Part 1   Sample Preparation, Immunoprecipitation and DNA sequencing

  • Introduction to ChIPSeq analysis and public epigenome databases 
  • Immunoprecipitation and DNA sample preparation
  • Overview of library preparation and next generation sequencing platforms 
Part 2:   Sequencing Data Analysis and Interpretation
  • Overview of file formats (FASTQ, SAM/BAM, BED and GTF)
  • Introduction to Galaxy Bioinformatics Platform
  • Quality control of raw data (FASTQC)
  • Alignment of sequence data to reference genome (Bowtie2)
  • Quality control of aligned data (PICARD)
  • Calling peaks for broad source (histone marks) and point source (transcription factors) data (MACS2)
  • Identification of differentially expressed peaks (MACS2)
  • Visualisation of ChiPseq peaks (IGV)
  • Motif Analysis (MEME-ChiP and RSAT)
  • Peak Annotation and comparison relative to protein coding genes and promoters (Cistome/GREAT/BEDTools)
  • Data presentation (EaSeq and Deeptools)

Dates and Locations:

Friday 19th November 2021 - On-line course (Maximum 8 people)

Cost : £249 

For reservations contact

Course Feedback (Overall 4.4/5.0 from > 150 delegates)

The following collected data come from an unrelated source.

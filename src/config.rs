use anyhow::{anyhow, Result};
use std::collections::HashMap;
use std::path::PathBuf;

use crate::api::projects::DEFAULT_API_VERSION;

/// Trait for abstracting environment variable access
pub trait EnvironmentProvider {
    fn get_var(&self, key: &str) -> Option<String>;
}

/// Production implementation using std::env
pub struct SystemEnvironment;

impl EnvironmentProvider for SystemEnvironment {
    fn get_var(&self, key: &str) -> Option<String> {
        std::env::var(key).ok()
    }
}

/// Mock implementation for testing
#[derive(Debug, Default)]
pub struct MockEnvironment {
    vars: HashMap<String, String>,
}

impl MockEnvironment {
    pub fn new() -> Self {
        Self {
            vars: HashMap::new(),
        }
    }

    pub fn set_var<K, V>(&mut self, key: K, value: V) -> &mut Self
    where
        K: Into<String>,
        V: Into<String>,
    {
        self.vars.insert(key.into(), value.into());
        self
    }

    pub fn with_var<K, V>(mut self, key: K, value: V) -> Self
    where
        K: Into<String>,
        V: Into<String>,
    {
        self.set_var(key, value);
        self
    }
}

impl EnvironmentProvider for MockEnvironment {
    fn get_var(&self, key: &str) -> Option<String> {
        self.vars.get(key).cloned()
    }
}

/// Runtime configuration for one deployment invocation.
#[derive(Debug, Clone)]
pub struct Config {
    pub api_base_url: String,
    pub api_key: String,
    pub account_id: Option<String>,
    pub api_version: String,
    pub project_file: PathBuf,
    pub dry_run: bool,
}

pub fn load_config() -> Result<Config> {
    load_config_with_env(&SystemEnvironment)
}

pub fn load_config_with_env<E: EnvironmentProvider>(env: &E) -> Result<Config> {
    let api_base_url = env
        .get_var("API_BASE_URL")
        .ok_or_else(|| anyhow!("API_BASE_URL env var must be set"))?;

    let api_key = env
        .get_var("API_KEY")
        .ok_or_else(|| anyhow!("API_KEY must be provided via Secret env"))?;

    let project_file: PathBuf = env
        .get_var("PROJECT_FILE")
        .ok_or_else(|| anyhow!("PROJECT_FILE env var must point at the project manifest"))?
        .into();

    let account_id = env.get_var("ACCOUNT_ID");

    let api_version = env
        .get_var("API_VERSION")
        .unwrap_or_else(|| DEFAULT_API_VERSION.to_string());

    let dry_run = env
        .get_var("DRY_RUN")
        .map(|v| matches!(v.as_str(), "1" | "true" | "TRUE" | "True"))
        .unwrap_or(false);

    Ok(Config {
        api_base_url,
        api_key,
        account_id,
        api_version,
        project_file,
        dry_run,
    })
}
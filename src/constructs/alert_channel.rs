use serde_json::{json, Value};

/// A notification target checks can subscribe to.
///
/// Only identity and an opaque channel configuration are modeled here; the
/// channel-type-specific surfaces (email, Slack, webhook, ...) live with the
/// remote API.
#[derive(Debug, Clone)]
pub struct AlertChannel {
    logical_id: String,
    pub kind: String,
    pub config: Value,
}

impl AlertChannel {
    pub fn new<S: Into<String>, K: Into<String>>(logical_id: S, kind: K, config: Value) -> Self {
        Self {
            logical_id: logical_id.into(),
            kind: kind.into(),
            config,
        }
    }

    pub fn logical_id(&self) -> &str {
        &self.logical_id
    }

    pub fn synthesize(&self) -> Value {
        json!({
            "type": self.kind,
            "config": self.config,
        })
    }
}
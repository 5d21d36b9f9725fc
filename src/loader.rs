use anyhow::{Context, Result};
use serde::Deserialize;
use serde_json::Value;
use std::fs;
use std::path::Path;

use crate::constructs::{
    AlertChannel, Check, CheckGroup, CheckProps, CheckSpec, EnvironmentVariable, Ref,
};
use crate::project::Project;
use crate::session::{CheckDefaults, Session};

/// Declarative project manifest, the JSON analogue of a configuration file
/// checked into the monitored repository.
#[derive(Debug, Deserialize)]
#[serde(rename_all = "camelCase")]
struct ProjectManifest {
    project_name: String,
    logical_id: String,
    #[serde(default)]
    repo_url: Option<String>,
    #[serde(default)]
    check_defaults: CheckDefaults,
    #[serde(default)]
    alert_channels: Vec<AlertChannelEntry>,
    #[serde(default)]
    groups: Vec<GroupEntry>,
    #[serde(default)]
    checks: Vec<CheckEntry>,
}

#[derive(Debug, Deserialize)]
#[serde(rename_all = "camelCase")]
struct AlertChannelEntry {
    logical_id: String,
    #[serde(rename = "type")]
    kind: String,
    #[serde(default)]
    config: Value,
}

#[derive(Debug, Deserialize)]
#[serde(rename_all = "camelCase")]
struct GroupEntry {
    logical_id: String,
    name: String,
}

#[derive(Debug, Deserialize)]
#[serde(rename_all = "camelCase")]
struct CheckEntry {
    logical_id: String,
    #[serde(flatten)]
    spec: CheckSpec,
    #[serde(flatten)]
    props: ManifestCheckProps,
}

/// Check properties as they appear in the manifest. References are written
/// as plain logical ids and converted to [`Ref`]s when the construct graph
/// is built.
#[derive(Debug, Default, Deserialize)]
#[serde(rename_all = "camelCase")]
struct ManifestCheckProps {
    name: Option<String>,
    activated: Option<bool>,
    muted: Option<bool>,
    double_check: Option<bool>,
    should_fail: Option<bool>,
    runtime_id: Option<String>,
    locations: Option<Vec<String>>,
    private_locations: Option<Vec<String>>,
    tags: Option<Vec<String>>,
    frequency: Option<u32>,
    environment_variables: Option<Vec<EnvironmentVariable>>,
    group_id: Option<String>,
    alert_channels: Option<Vec<String>>,
}

impl ManifestCheckProps {
    fn into_props(self) -> CheckProps {
        CheckProps {
            name: self.name,
            activated: self.activated,
            muted: self.muted,
            double_check: self.double_check,
            should_fail: self.should_fail,
            runtime_id: self.runtime_id,
            locations: self.locations,
            private_locations: self.private_locations,
            tags: self.tags,
            frequency: self.frequency,
            environment_variables: self.environment_variables,
            group_id: self.group_id.map(Ref::to),
            alert_channels: self
                .alert_channels
                .map(|ids| ids.into_iter().map(Ref::to).collect()),
        }
    }
}

/// Read a project manifest and build the full construct graph from it.
pub fn load_project<P: AsRef<Path>>(path: P) -> Result<Project> {
    let path = path.as_ref();
    let raw = fs::read_to_string(path)
        .with_context(|| format!("Failed to read project manifest {}", path.display()))?;
    let manifest: ProjectManifest = serde_json::from_str(&raw)
        .with_context(|| format!("Invalid project manifest {}", path.display()))?;
    build_project(manifest, Some(path.display().to_string()))
}

fn build_project(manifest: ProjectManifest, source_file: Option<String>) -> Result<Project> {
    let session = Session::new(manifest.check_defaults, source_file);

    let mut project = Project::new(manifest.logical_id, manifest.project_name);
    project.repo_url = manifest.repo_url;

    for group in manifest.groups {
        project.add_group(CheckGroup::new(group.logical_id, group.name))?;
    }
    for channel in manifest.alert_channels {
        project.add_alert_channel(AlertChannel::new(
            channel.logical_id,
            channel.kind,
            channel.config,
        ))?;
    }
    for entry in manifest.checks {
        let check = Check::new(entry.logical_id, entry.props.into_props(), entry.spec, &session)?;
        project.add_check(check)?;
    }

    Ok(project)
}
pub mod alert_channel;
pub mod check;
pub mod group;
pub mod reference;
pub mod subscription;

pub use alert_channel::AlertChannel;
pub use check::{ApiRequest, Check, CheckProps, CheckSpec, EnvironmentVariable};
pub use group::CheckGroup;
pub use reference::Ref;
pub use subscription::AlertChannelSubscription;

use thiserror::Error;

/// Errors raised while building or synthesizing the construct graph.
#[derive(Debug, Error)]
pub enum ConstructError {
    #[error("logical id must not be empty")]
    EmptyLogicalId,

    #[error("required field `{field}` is missing on {kind} `{logical_id}` after applying defaults")]
    MissingRequiredField {
        kind: &'static str,
        logical_id: String,
        field: &'static str,
    },

    #[error("duplicate logical id `{0}`")]
    DuplicateLogicalId(String),

    #[error("`{source_id}` references `{target}`, which is not part of the project")]
    UnresolvedRef { source_id: String, target: String },
}
use serde_json::Value;

use crate::api::{ApiClient, ApiError};

const PATH: &str = "projects";

/// API version the projects resource defaults to.
pub const DEFAULT_API_VERSION: &str = "next";

/// Options for a deploy request. `new_sync` defaults to on; `dry_run` asks
/// the server to compute the diff without applying it.
#[derive(Debug, Clone, Copy)]
pub struct DeployOptions {
    pub dry_run: bool,
    pub new_sync: bool,
}

impl Default for DeployOptions {
    fn default() -> Self {
        Self {
            dry_run: false,
            new_sync: true,
        }
    }
}

/// Client for the projects resource.
///
/// Results and errors pass through from [`ApiClient`] unmodified; the project
/// schema is owned by the remote API and not validated here.
pub struct ProjectsApi<'a> {
    api: &'a ApiClient,
    api_version: String,
}

impl<'a> ProjectsApi<'a> {
    pub fn new(api: &'a ApiClient) -> Self {
        Self::with_version(api, DEFAULT_API_VERSION)
    }

    pub fn with_version<V: Into<String>>(api: &'a ApiClient, api_version: V) -> Self {
        Self {
            api,
            api_version: api_version.into(),
        }
    }

    pub async fn get_all(&self) -> Result<Value, ApiError> {
        self.api
            .get(&format!("/{}/{}", self.api_version, PATH))
            .await
    }

    pub async fn create(&self, project: &Value) -> Result<Value, ApiError> {
        self.api
            .post(&format!("/{}/{}", self.api_version, PATH), project)
            .await
    }

    /// Delete a project by id. `newSync=true` is part of the contract and
    /// not overridable by callers.
    pub async fn delete(&self, id: &str) -> Result<Value, ApiError> {
        self.api
            .delete(&format!("/{}/{}/{}?newSync=true", self.api_version, PATH, id))
            .await
    }

    /// Deploy a synthesized construct graph in one request.
    ///
    /// The body is the resource array, unmodified. Batching, retries and
    /// partial-failure handling all live server-side; this call surfaces a
    /// single success or failure outcome.
    pub async fn deploy(
        &self,
        resources: &[Value],
        options: DeployOptions,
    ) -> Result<Value, ApiError> {
        let path = format!(
            "/{}/{}/deploy?dryRun={}&newSync={}",
            self.api_version, PATH, options.dry_run, options.new_sync
        );
        self.api.post(&path, resources).await
    }
}

#[cfg(test)]
mod tests {
    use super::*;
    use mockito::Matcher;
    use serde_json::json;

    #[tokio::test]
    async fn test_get_all_hits_collection_path() {
        let mut server = mockito::Server::new_async().await;
        let mock = server
            .mock("GET", "/next/projects")
            .with_status(200)
            .with_body("[]")
            .create_async()
            .await;

        let client = ApiClient::new(server.url(), "k", None);
        let projects = ProjectsApi::new(&client).get_all().await.unwrap();

        mock.assert_async().await;
        assert_eq!(projects, json!([]));
    }

    #[tokio::test]
    async fn test_create_posts_project_body() {
        let mut server = mockito::Server::new_async().await;
        let mock = server
            .mock("POST", "/next/projects")
            .match_body(Matcher::Json(json!({"name": "Demo", "logicalId": "demo"})))
            .with_status(200)
            .with_body("{\"id\": \"p-1\"}")
            .create_async()
            .await;

        let client = ApiClient::new(server.url(), "k", None);
        let created = ProjectsApi::new(&client)
            .create(&json!({"name": "Demo", "logicalId": "demo"}))
            .await
            .unwrap();

        mock.assert_async().await;
        assert_eq!(created["id"], "p-1");
    }

    #[tokio::test]
    async fn test_delete_always_sends_new_sync() {
        let mut server = mockito::Server::new_async().await;
        let mock = server
            .mock("DELETE", "/next/projects/abc")
            .match_query(Matcher::UrlEncoded("newSync".into(), "true".into()))
            .with_status(204)
            .create_async()
            .await;

        let client = ApiClient::new(server.url(), "k", None);
        ProjectsApi::new(&client).delete("abc").await.unwrap();

        mock.assert_async().await;
    }

    #[tokio::test]
    async fn test_deploy_default_flags() {
        let mut server = mockito::Server::new_async().await;
        let mock = server
            .mock("POST", "/next/projects/deploy")
            .match_query(Matcher::AllOf(vec![
                Matcher::UrlEncoded("dryRun".into(), "false".into()),
                Matcher::UrlEncoded("newSync".into(), "true".into()),
            ]))
            .with_status(200)
            .with_body("{}")
            .create_async()
            .await;

        let client = ApiClient::new(server.url(), "k", None);
        ProjectsApi::new(&client)
            .deploy(&[], DeployOptions::default())
            .await
            .unwrap();

        mock.assert_async().await;
    }

    #[tokio::test]
    async fn test_deploy_dry_run_sends_body_unmodified() {
        let resources = vec![
            json!({"type": "check", "logicalId": "home", "name": "Home"}),
            json!({"type": "check-group", "logicalId": "critical", "name": "Critical"}),
        ];

        let mut server = mockito::Server::new_async().await;
        let mock = server
            .mock("POST", "/next/projects/deploy")
            .match_query(Matcher::AllOf(vec![
                Matcher::UrlEncoded("dryRun".into(), "true".into()),
                Matcher::UrlEncoded("newSync".into(), "true".into()),
            ]))
            .match_body(Matcher::Json(json!(resources)))
            .with_status(200)
            .with_body("{\"diff\": []}")
            .create_async()
            .await;

        let client = ApiClient::new(server.url(), "k", None);
        let outcome = ProjectsApi::new(&client)
            .deploy(
                &resources,
                DeployOptions {
                    dry_run: true,
                    ..Default::default()
                },
            )
            .await
            .unwrap();

        mock.assert_async().await;
        assert_eq!(outcome["diff"], json!([]));
    }

    #[tokio::test]
    async fn test_custom_api_version_in_paths() {
        let mut server = mockito::Server::new_async().await;
        let mock = server
            .mock("GET", "/v1/projects")
            .with_status(200)
            .with_body("[]")
            .create_async()
            .await;

        let client = ApiClient::new(server.url(), "k", None);
        ProjectsApi::with_version(&client, "v1")
            .get_all()
            .await
            .unwrap();

        mock.assert_async().await;
    }
}
use serde::{Deserialize, Serialize};

/// A deferred reference to another construct's logical id.
///
/// Refs are plain tokens at construction time; they are checked against the
/// project registry right before synthesis, never eagerly. On the wire a ref
/// serializes as `{"ref": "<logicalId>"}`.
#[derive(Debug, Clone, PartialEq, Eq, Serialize, Deserialize)]
pub struct Ref {
    #[serde(rename = "ref")]
    logical_id: String,
}

impl Ref {
    pub fn to<S: Into<String>>(logical_id: S) -> Self {
        Self {
            logical_id: logical_id.into(),
        }
    }

    pub fn logical_id(&self) -> &str {
        &self.logical_id
    }
}
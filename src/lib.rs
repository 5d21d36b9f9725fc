// Public modules
pub mod api;
pub mod config;
pub mod constructs;
pub mod loader;
pub mod project;
pub mod session;

// Re-export commonly used items
pub use api::projects::{DeployOptions, ProjectsApi, DEFAULT_API_VERSION};
pub use api::{ApiClient, ApiError};
pub use config::{
    load_config, load_config_with_env, Config, EnvironmentProvider, MockEnvironment,
    SystemEnvironment,
};
pub use constructs::*;
pub use loader::load_project;
pub use project::{Project, ProjectSummary};
pub use session::{CheckDefaults, Session};
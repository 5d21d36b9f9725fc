use serde::{Deserialize, Serialize};
use serde_json::{json, Map, Value};

use crate::constructs::{AlertChannelSubscription, ConstructError, Ref};
use crate::session::Session;

/// A single environment variable binding made available to a check at run time.
#[derive(Debug, Clone, PartialEq, Eq, Serialize, Deserialize)]
#[serde(rename_all = "camelCase")]
pub struct EnvironmentVariable {
    pub key: String,
    pub value: String,
    #[serde(default, skip_serializing_if = "Option::is_none")]
    pub locked: Option<bool>,
}

/// Request definition executed by an API check.
#[derive(Debug, Clone, PartialEq, Eq, Serialize, Deserialize)]
#[serde(rename_all = "camelCase")]
pub struct ApiRequest {
    #[serde(default = "default_method")]
    pub method: String,
    pub url: String,
}

fn default_method() -> String {
    "GET".to_string()
}

/// The closed set of check variants, tagged by check type on the wire.
#[derive(Debug, Clone, PartialEq, Eq, Serialize, Deserialize)]
#[serde(tag = "checkType")]
pub enum CheckSpec {
    #[serde(rename = "API")]
    Api { request: ApiRequest },
    #[serde(rename = "BROWSER")]
    Browser { script: String },
}

/// Configuration surface for a check. Only `name` is required, and it may be
/// supplied by the session defaults instead of the caller.
#[derive(Debug, Default, Clone)]
pub struct CheckProps {
    pub name: Option<String>,
    pub activated: Option<bool>,
    pub muted: Option<bool>,
    pub double_check: Option<bool>,
    pub should_fail: Option<bool>,
    pub runtime_id: Option<String>,
    pub locations: Option<Vec<String>>,
    pub private_locations: Option<Vec<String>>,
    pub tags: Option<Vec<String>>,
    pub frequency: Option<u32>,
    pub environment_variables: Option<Vec<EnvironmentVariable>>,
    pub group_id: Option<Ref>,
    pub alert_channels: Option<Vec<Ref>>,
}

/// A declarative description of one remote monitoring check.
///
/// Common fields live on the struct itself; type-specific configuration lives
/// in the [`CheckSpec`] variant. Instances do not mutate after construction.
#[derive(Debug, Clone)]
pub struct Check {
    logical_id: String,
    pub name: String,
    pub activated: Option<bool>,
    pub muted: Option<bool>,
    pub double_check: Option<bool>,
    pub should_fail: Option<bool>,
    pub runtime_id: Option<String>,
    pub locations: Option<Vec<String>>,
    pub private_locations: Option<Vec<String>>,
    pub tags: Option<Vec<String>>,
    pub frequency: Option<u32>,
    pub environment_variables: Vec<EnvironmentVariable>,
    pub group_id: Option<Ref>,
    pub alert_channels: Vec<Ref>,
    pub spec: CheckSpec,
    source_file: Option<String>,
}

impl Check {
    /// Build a check from user-supplied props, filling unset properties from
    /// the session defaults.
    ///
    /// Fails with [`ConstructError::MissingRequiredField`] if `name` is still
    /// absent after the defaults were applied.
    pub fn new<S: Into<String>>(
        logical_id: S,
        mut props: CheckProps,
        spec: CheckSpec,
        session: &Session,
    ) -> Result<Self, ConstructError> {
        let logical_id = logical_id.into();
        if logical_id.is_empty() {
            return Err(ConstructError::EmptyLogicalId);
        }

        session.check_defaults.merge_into(&mut props);

        let name = props
            .name
            .ok_or_else(|| ConstructError::MissingRequiredField {
                kind: "check",
                logical_id: logical_id.clone(),
                field: "name",
            })?;

        Ok(Self {
            logical_id,
            name,
            activated: props.activated,
            muted: props.muted,
            double_check: props.double_check,
            should_fail: props.should_fail,
            runtime_id: props.runtime_id,
            locations: props.locations,
            private_locations: props.private_locations,
            tags: props.tags,
            frequency: props.frequency,
            environment_variables: props.environment_variables.unwrap_or_default(),
            group_id: props.group_id,
            // Subscriptions are materialized separately; see `subscriptions`.
            alert_channels: props.alert_channels.unwrap_or_default(),
            spec,
            source_file: session.check_file_path.clone(),
        })
    }

    pub fn logical_id(&self) -> &str {
        &self.logical_id
    }

    /// Derive one subscription per associated alert channel.
    ///
    /// The composite logical id is deterministic, so registering the result
    /// twice replaces rather than duplicates (the registry upserts by id).
    pub fn subscriptions(&self) -> Vec<AlertChannelSubscription> {
        self.alert_channels
            .iter()
            .map(|channel| {
                AlertChannelSubscription::new(
                    format!(
                        "check-alert-channel-subscription#{}#{}",
                        self.logical_id,
                        channel.logical_id()
                    ),
                    Ref::to(self.logical_id.clone()),
                    channel.clone(),
                )
            })
            .collect()
    }

    /// Produce the plain wire representation of this check.
    ///
    /// Pure: reads current field values only. Unset optional properties are
    /// omitted; `environmentVariables` is always present, possibly empty.
    pub fn synthesize(&self) -> Value {
        let mut out = Map::new();
        out.insert("name".to_string(), json!(self.name));
        if let Some(v) = self.activated {
            out.insert("activated".to_string(), json!(v));
        }
        if let Some(v) = self.muted {
            out.insert("muted".to_string(), json!(v));
        }
        if let Some(v) = self.double_check {
            out.insert("doubleCheck".to_string(), json!(v));
        }
        if let Some(v) = self.should_fail {
            out.insert("shouldFail".to_string(), json!(v));
        }
        if let Some(v) = &self.runtime_id {
            out.insert("runtimeId".to_string(), json!(v));
        }
        if let Some(v) = &self.locations {
            out.insert("locations".to_string(), json!(v));
        }
        if let Some(v) = &self.private_locations {
            out.insert("privateLocations".to_string(), json!(v));
        }
        if let Some(v) = &self.tags {
            out.insert("tags".to_string(), json!(v));
        }
        if let Some(v) = self.frequency {
            out.insert("frequency".to_string(), json!(v));
        }
        if let Some(v) = &self.group_id {
            out.insert("groupId".to_string(), json!(v));
        }
        out.insert(
            "environmentVariables".to_string(),
            json!(self.environment_variables),
        );
        match &self.spec {
            CheckSpec::Api { request } => {
                out.insert("checkType".to_string(), json!("API"));
                out.insert("request".to_string(), json!(request));
            }
            CheckSpec::Browser { script } => {
                out.insert("checkType".to_string(), json!("BROWSER"));
                out.insert("script".to_string(), json!(script));
            }
        }
        if let Some(path) = &self.source_file {
            // Duplicated on purpose: the CLI filters on `__checkFilePath`,
            // the backend stores `sourceFile`.
            out.insert("__checkFilePath".to_string(), json!(path));
            out.insert("sourceFile".to_string(), json!(path));
        }
        Value::Object(out)
    }
}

'Course is excellent, gave insight into what's possible'

'Great introduction to ChIPseq analysis and lots of time for questions'

'It was a very good course'



Professor Mark A Lindsay 

Mark Lindsay is Professor of Molecular and Computational Pharmacology at the University of Bath  He obtained a BA in Natural Sciences from Cambridge University and a PhD investigating the mechanism of insulin release from Nottingham in 1991. Following an initial post-doctoral position in renal disease, he moved to the National Heart and Lung Institute, Imperial College London in 1994 where he investigated the mechanisms regulating the inflammatory response in the airways and lung. Between 2001 and 2005 he worked at AstraZeneca Pharmaceuticals, where he headed a project team examining the utility of siRNAs and antisense for target discovery and as novel therapeutics.  Since returning to academia in 2005, he has worked at Imperial College London and the Universities of Manchester and Bath. Work within his group has focused upon examining the role of the transcriptome in the inflammation associated with multiple diseases. Professor Lindsay has recently undertaken a 12 month secondment as the acting Head of Biology at the MRC Nucleic Acid Therapy Accelerator at the Harwell Science Campus (near Oxford). The nucleic acid therapy accelerator (NATA) is a new UK research initiative with a mission to accelerate the development of nucleic acid therapeutics, building partnerships with industry and academia from around the world.